Simplifying the whole suspension setup puzzle for the masses of riders who are now headed for the hills with 3 options and with some fine-tuning, its aim is to reduce any distraction on the trail…basically set the sag then hit the trail!

Along side the CTD introduction comes Fox’s only non fork/shock offering…the D.O.S.S (Drop On Steep Stuff) seat post. Being a bit late to the game…SRAM did the reverb thing 2 years ago but even they were late as well. All I can say is that I reckon Fox were waiting to ensure they hit the market perfectly first time…has it been worth the wait? Let’s find out…

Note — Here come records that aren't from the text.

/// Consumes the session, writes the bytes, then records the catalog row,
/// in that order. A failed write leaves no row behind and the session
/// already cleared; the admin restarts the upload from scratch.
async fn finalize_upload(
    state: &AppState,
    actor_id: i64,
    display_name: String,
) -> AppResult<Option<Reply>> {
    let Some(session) = state.sessions.take(actor_id).await else {
        return Ok(None);
    };

    let bytes = session.file.source.fetch().await.map_err(AppError::Storage)?;

    let mut conn = state.db()?;
    let file_id = catalog::generate_file_id(&mut conn)?;
    let storage_key = storage_key_for(&file_id, &display_name);
    let size_bytes = state
        .store
        .put(&storage_key, bytes)
        .await
        .map_err(AppError::Storage)?;

    let record = NewFileRecord {
        file_id: file_id.clone(),
        display_name: display_name.clone(),
        original_name: session.original_name,
        storage_key: storage_key.clone(),
        size_bytes: size_bytes as i64,
        uploaded_at: Utc::now().naive_utc(),
        uploaded_by: actor_id,
    };
    if let Err(err) = catalog::insert_file(&mut conn, &record) {
        // Bytes without a row are unreachable; remove them so a failed
        // insert leaves no artifact behind.
        if let Err(cleanup_err) = state.store.delete(&storage_key).await {
            warn!(storage_key = %storage_key, error = %cleanup_err, "failed to remove orphaned content entry");
        }
        return Err(err);
    }

    info!(actor_id, file_id = %file_id, display_name = %display_name, size_bytes, "file uploaded");
    Ok(Some(Reply::Text(format!(
        "Uploaded {display_name}\nid: {file_id}\nsize: {size_bytes} bytes\nfetch with /get {file_id}"
    ))))
}

async fn browse_files(state: &AppState, actor_id: i64) -> AppResult<Option<Reply>> {
    let mut conn = state.db()?;
    access::require_approved(&mut conn, state.admin_id(), actor_id)?;

    let files = catalog::list_files(&mut conn)?;
    if files.is_empty() {
        return Ok(Some(Reply::Text("No files yet.".to_string())));
    }
    Ok(Some(Reply::Text(format_file_listing(
        "Available files:",
        &files,
    ))))
}

async fn pending_users(state: &AppState, actor_id: i64) -> AppResult<Option<Reply>> {
    access::require_admin(state.admin_id(), actor_id)?;

    let mut conn = state.db()?;
    let pending = catalog::list_pending_users(&mut conn)?;
    if pending.is_empty() {
        return Ok(Some(Reply::Text("All users are approved.".to_string())));
    }
    let mut text = "Pending users:\n".to_string();
    for user in &pending {
        text.push_str(&format_user_line(user));
    }
    Ok(Some(Reply::Text(text)))
}

async fn all_users(state: &AppState, actor_id: i64) -> AppResult<Option<Reply>> {
    access::require_admin(state.admin_id(), actor_id)?;

    let mut conn = state.db()?;
    let users = catalog::list_all_users(&mut conn)?;
    if users.is_empty() {
        return Ok(Some(Reply::Text("No users yet.".to_string())));
    }
    let mut text = "All users:\n".to_string();
    for user in &users {
        text.push_str(&format_user_line(user));
    }
    Ok(Some(Reply::Text(text)))
}

fn format_user_line(user: &User) -> String {
    let name = user.display_name.as_deref().unwrap_or("User");
    let status = if user.is_approved { "approved" } else { "pending" };
    format!("{name} (id {}, {status})\n", user.user_id)
}

fn format_file_listing(header: &str, files: &[FileRecord]) -> String {
    let mut text = format!("{header}\n");
    for file in files.iter().take(LISTING_PAGE_SIZE) {
        text.push_str(&format!(
            "{} - {} ({} bytes) /get {}\n",
            file.file_id, file.display_name, file.size_bytes, file.file_id
        ));
    }
    if files.len() > LISTING_PAGE_SIZE {
        text.push_str(&format!("... and {} more\n", files.len() - LISTING_PAGE_SIZE));
    }
    text
}

fn validate_display_name(name: &str) -> AppResult<()> {
    let len = name.chars().count();
    if len == 0 || len > MAX_DISPLAY_NAME_LEN {
        return Err(AppError::invalid(format!(
            "name must be 1-{MAX_DISPLAY_NAME_LEN} characters"
        )));
    }
    Ok(())
}

/// Appends the original file's extension when the chosen name lacks it.
fn ensure_extension(name: &str, original_name: &str) -> String {
    match Path::new(original_name)
        .extension()
        .and_then(|ext| ext.to_str())
    {
        Some(ext) => {
            let suffix = format!(".{}", ext.to_lowercase());
            if name.to_lowercase().ends_with(&suffix) {
                name.to_string()
            } else {
                format!("{name}.{ext}")
            }
        }
        None => name.to_string(),
    }
}

/// The physical storage key comes from the file id, never from the
/// display name, so unsafe or colliding display names cannot reach the
/// content directory.
fn storage_key_for(file_id: &str, display_name: &str) -> String {
    match Path::new(display_name)
        .extension()
        .and_then(|ext| ext.to_str())
    {
        Some(ext) => format!("{file_id}.{}", ext.to_lowercase()),
        None => file_id.to_string(),
    }
}

fn render_error(err: &AppError) -> String {
    match err {
        AppError::Forbidden => {
            "You are not allowed to do that. Ask the admin for approval.".to_string()
        }
        AppError::NotFound => "Nothing matched that request.".to_string(),
        AppError::InvalidArgument(message) => format!("Invalid input: {message}"),
        AppError::Storage(err) => format!(
            "Storage error: {}",
            truncate(&err.to_string(), ERROR_SUMMARY_LEN)
        ),
        AppError::Internal(_) => "Something went wrong, try again later.".to_string(),
    }
}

Having seen quite a few dropper posts, the bar was lifted a few years back with the introduction of the Joplin, then the Reverb came along and raised it some more. Today we have a plethera of dropper posts to choose from and with the way the raise of the enduro rider is going it’s almost a must have for the “All Mountain” bike/rider.

Out of the box the usual Fox quality is evident, study box, all the bits needed..even a nice Fox sticker! The post itself is simplicity personified it’s not too flashy or basic looking but just right. Fact is I can’t really get that excited about it, it’s just a seat post after all.

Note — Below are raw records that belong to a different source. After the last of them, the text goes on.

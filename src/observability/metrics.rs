//! # Metrics Recorder
//!
//! Installs the Prometheus recorder behind the `metrics` facade. The core
//! records its metrics through `counter!`/`gauge!`/`histogram!` regardless;
//! without an installed recorder those are no-ops.
//!
//! There is no HTTP listener here — transport is out of scope for this
//! crate — so `install_recorder` returns a [`PrometheusHandle`] and the
//! caller renders the exposition text on demand.
//!
//! ## Metric set
//! - `switchyard_route_total{strategy,outcome}` — routing decisions
//! - `switchyard_route_duration_seconds` — selection latency
//! - `switchyard_admissions_total{destination,outcome}` — admission gate
//! - `switchyard_destination_in_flight{destination}` — current load

use metrics_exporter_prometheus::{PrometheusBuilder, PrometheusHandle};
use tracing::info;

use crate::core::config::MetricsConfig;
use crate::core::error::{RoutingError, RoutingResult};

/// Install the Prometheus recorder if metrics are enabled.
///
/// Returns `None` when disabled. Installation fails if another recorder is
/// already registered for this process.
pub fn init_metrics(config: &MetricsConfig) -> RoutingResult<Option<PrometheusHandle>> {
    if !config.enabled {
        info!("Metrics collection disabled by configuration");
        return Ok(None);
    }

    let handle = PrometheusBuilder::new()
        .install_recorder()
        .map_err(|e| RoutingError::config(format!("failed to install metrics recorder: {}", e)))?;

    info!("Prometheus metrics recorder installed");
    Ok(Some(handle))
}
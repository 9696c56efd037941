//! # Switchyard - Request Routing Core
//!
//! A pluggable request-routing core: incoming requests tagged with a request
//! type are switched onto one of several backend destinations registered for
//! that type, using an interchangeable routing strategy, with per-destination
//! in-flight load tracked for admission control.
//!
//! ## Architecture Overview
//!
//! - `core`: error types, configuration, and the leaf data structures
//!   ([`Request`], [`Destination`] with its admission counter)
//! - `registry`: [`Service`] destination sets and the shared
//!   [`ServiceRegistry`] mapping request types to services
//! - `routing`: the three [`RoutingStrategy`] algorithms and the [`Router`]
//!   orchestrating resolve -> select
//! - `observability`: tracing initialization and the Prometheus recorder
//!
//! ## Two-Phase Routing
//!
//! Routing and admission are decoupled. [`Router::route`] returns the chosen
//! destination without committing load to it; the caller invokes
//! [`Destination::try_admit`] as a separate step and later
//! [`Destination::release`]:
//!
//! ```
//! use std::sync::Arc;
//! use switchyard::{Request, Router, RoutingStrategy, ServiceRegistry, SwitchyardConfig};
//!
//! # fn main() -> switchyard::RoutingResult<()> {
//! let registry = Arc::new(ServiceRegistry::from_config(&SwitchyardConfig::default())?);
//! let router = Router::new(registry, RoutingStrategy::least_loaded());
//!
//! let request = Request::new("REQ1", "http");
//! let destination = router.route(&request)?;
//! if destination.try_admit() {
//!     // ... handle the request ...
//!     destination.release();
//! }
//! # Ok(())
//! # }
//! ```

/// Error types, configuration, and core data structures
pub mod core;

/// Logging and metrics initialization
pub mod observability;

/// Services and the request-type registry
pub mod registry;

/// Routing strategies and the router orchestrator
pub mod routing;

// Re-export the types callers touch directly, so `use switchyard::Router`
// works without knowing the module tree.
pub use crate::core::config::{LogFormat, StrategyConfig, SwitchyardConfig};
pub use crate::core::error::{RoutingError, RoutingResult};
pub use crate::core::types::{Destination, DestinationSnapshot, Request};
pub use crate::registry::{RegistryStats, Service, ServiceRegistry};
pub use crate::routing::router::Router;
pub use crate::routing::strategies::RoutingStrategy;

Setup was a piece of piss, drop the post in the frame load up the saddle get it set at the correct height up for my super long legs, I decided to run it a little higher..since I don’t need to worry about dropping it know.

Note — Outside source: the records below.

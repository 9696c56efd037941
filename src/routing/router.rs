//! # Router Module
//!
//! The orchestrator tying the registry and a strategy together: resolve the
//! service for a request's type, snapshot its destinations, delegate
//! selection to the strategy, and hand the chosen destination back.
//!
//! Routing is deliberately decoupled from admission. `route` never calls
//! `try_admit`: the caller inspects or logs the chosen destination and then
//! commits load to it as a separate step, so a routing success does not
//! guarantee admission success (the two-phase "route, then accept" flow).

use metrics::{counter, histogram};
use std::sync::Arc;
use std::time::Instant;
use tracing::{debug, warn};

use crate::core::error::RoutingResult;
use crate::core::types::{Destination, Request};
use crate::registry::ServiceRegistry;
use crate::routing::strategies::RoutingStrategy;

/// Routes requests to destinations using a fixed strategy.
///
/// Holds the shared registry by `Arc`; several routers with different
/// strategies can operate over the same fleet and observe a consistent view
/// of registered services. `Send + Sync`, safe for concurrent shared use.
#[derive(Debug)]
pub struct Router {
    registry: Arc<ServiceRegistry>,
    strategy: RoutingStrategy,
}

impl Router {
    /// Create a router over a shared registry with the given strategy.
    ///
    /// The strategy is fixed at construction; build one router per strategy
    /// when callers need to pick between algorithms at runtime.
    pub fn new(registry: Arc<ServiceRegistry>, strategy: RoutingStrategy) -> Self {
        Self { registry, strategy }
    }

    /// The active strategy's name for logs and display
    pub fn strategy_name(&self) -> &'static str {
        self.strategy.name()
    }

    /// The shared registry this router operates on
    pub fn registry(&self) -> &Arc<ServiceRegistry> {
        &self.registry
    }

    /// Route a request to a destination without admitting it.
    ///
    /// Fails with `ServiceNotFound` for an unregistered request type and
    /// `NoDestinations` for a service with an empty destination set. The
    /// returned destination has NOT been admitted; callers invoke
    /// [`Destination::try_admit`] themselves and later
    /// [`Destination::release`].
    pub fn route(&self, request: &Request) -> RoutingResult<Arc<Destination>> {
        let start = Instant::now();
        let result = self.route_inner(request);
        histogram!("switchyard_route_duration_seconds").record(start.elapsed().as_secs_f64());

        match &result {
            Ok(destination) => {
                counter!(
                    "switchyard_route_total",
                    "strategy" => self.strategy.name(),
                    "outcome" => "selected"
                )
                .increment(1);
                debug!(
                    request_id = %request.id,
                    request_type = %request.request_type,
                    destination = %destination.address(),
                    strategy = self.strategy.name(),
                    "Routed request"
                );
            }
            Err(e) => {
                counter!(
                    "switchyard_route_total",
                    "strategy" => self.strategy.name(),
                    "outcome" => e.error_type()
                )
                .increment(1);
                warn!(
                    request_id = %request.id,
                    request_type = %request.request_type,
                    strategy = self.strategy.name(),
                    error = %e,
                    "Routing failed"
                );
            }
        }

        result
    }

    fn route_inner(&self, request: &Request) -> RoutingResult<Arc<Destination>> {
        let service = self.registry.resolve(&request.request_type)?;
        let destinations = service.destinations();
        self.strategy.select(request, &destinations)
    }

    /// Reset the strategy's internal state (round-robin rotations)
    pub fn reset(&self) {
        self.strategy.reset();
    }
}

#[cfg(test)]
mod tests {
    use super::*;
    use crate::registry::Service;

    fn registry_with(addresses: &[(&str, usize)]) -> Arc<ServiceRegistry> {
        let service = Arc::new(Service::new("http-service"));
        for (address, capacity) in addresses {
            service.add(Arc::new(Destination::new(*address, *capacity)));
        }
        let registry = Arc::new(ServiceRegistry::new());
        registry.register("http", service);
        registry
    }

    #[test]
    fn test_route_resolves_and_selects() {
        let registry = registry_with(&[("192.168.0.1", 12), ("192.168.0.2", 20)]);
        let router = Router::new(registry, RoutingStrategy::least_loaded());

        let destination = router.route(&Request::new("REQ1", "http")).unwrap();
        assert_eq!(destination.address(), "192.168.0.1");
    }

    #[test]
    fn test_route_unknown_type_fails() {
        let registry = registry_with(&[("192.168.0.1", 12)]);
        let router = Router::new(registry, RoutingStrategy::least_loaded());

        let err = router.route(&Request::new("REQ1", "smtp")).unwrap_err();
        assert_eq!(err.error_type(), "service_not_found");
    }

    #[test]
    fn test_route_empty_service_fails() {
        let registry = Arc::new(ServiceRegistry::new());
        registry.register("http", Arc::new(Service::new("hollow")));
        let router = Router::new(registry, RoutingStrategy::round_robin());

        let err = router.route(&Request::new("REQ1", "http")).unwrap_err();
        assert_eq!(err.error_type(), "no_destinations");
    }

    #[test]
    fn test_route_does_not_admit() {
        let registry = registry_with(&[("192.168.0.1", 1)]);
        let router = Router::new(registry, RoutingStrategy::least_loaded());

        let destination = router.route(&Request::new("REQ1", "http")).unwrap();
        assert_eq!(destination.in_flight(), 0);

        // Admission is the caller's separate step, and can fail even after
        // routing succeeded.
        assert!(destination.try_admit());
        let again = router.route(&Request::new("REQ2", "http")).unwrap();
        assert!(!again.try_admit());
    }

    #[test]
    fn test_routers_share_registry_view() {
        let registry = registry_with(&[("192.168.0.1", 12)]);
        let least = Router::new(Arc::clone(&registry), RoutingStrategy::least_loaded());
        let robin = Router::new(Arc::clone(&registry), RoutingStrategy::round_robin());

        // A service registered after construction is visible to both
        let late = Arc::new(Service::new("late"));
        late.add(Arc::new(Destination::new("10.0.0.1", 2)));
        registry.register("grpc", late);

        assert!(least.route(&Request::new("REQ1", "grpc")).is_ok());
        assert!(robin.route(&Request::new("REQ1", "grpc")).is_ok());
    }
}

The post is cable activated…some folk were drawing sharp intakes of breath when it was first seen in the flesh, no doubt wondering why Fox hadn’t gone hydro with the post. At a guess they probably didn’t want a hose to go pop on the trail and the fact an inner cable is pennies to replace. The cable can be setup left or right just by spinning the post through 180 degrees.

Then it was the cables location…at the top of the post just under the base of the seat guts. “It’ll catch my shorts”, was what some of the internet trolls were moaning about. I haven’t caught mine yet but I guess if you had super fat thighs then the cable might rub a little but even then they’d just be rubbing the same when you walked!

Running the cable from the bars was well, like any cable. Luckily my 5.Spot has extra cable guides but even without them it wouldn’t have been a problem. I run a 1x setup and the obvious place for the remote lever was under my rear brake (on left by the way – the proper side!), it can be run top/bottom/left or right. I must say it looks proper smart, the lever sits in-board of the lever and is vitally hidden from sight from the front, even the cable exiting the lever is at the same angle as the brake hose…as we say in these parts, tidy!

Fox D.O.S.S Remote Lever (ignore the twin cable adjusters it only has one)

The setup of the cable is easier than a v-brake…thread the cable, tighten the bolt and twist the cable adjuster to lose the slack and bingo you’ve installed the post. No bleeding of hydro hoses as well.

Riding the post is just like any other, you sit on the saddle on top of it and pedal or freewheel. Things start happening when you want to descend…hit the black lever (40 mm drop) and the post will drop into trail mode…you still have to push it down with your arse, and it’ll stop in the Trail position. 40 mm is actually quite a lot of a drop, well compared to my inseam to seat post ratio it is.

I found this was the most used mode for the local trail…there was rarely any need for me to drop to the full (125 mm) Descend mode using the silver bigger lever. However, it’ll no doubt be used on the steeper stuff we do have around..it’s just I ain’t had a chance to go butt flossing yet with it.

The silver lever can be used to drop to Trail (40 mm) mode, you just have to get used to it and you soon get the feel of the post dropping and you can therefore engage the post in the Trail mode position.

The return speed did surprise me (see the video below), the post was set at 10 psi as well which is the lowest pressure recommended…I’m not going to even try 25 psi as I’m quite happy with the return speed just now.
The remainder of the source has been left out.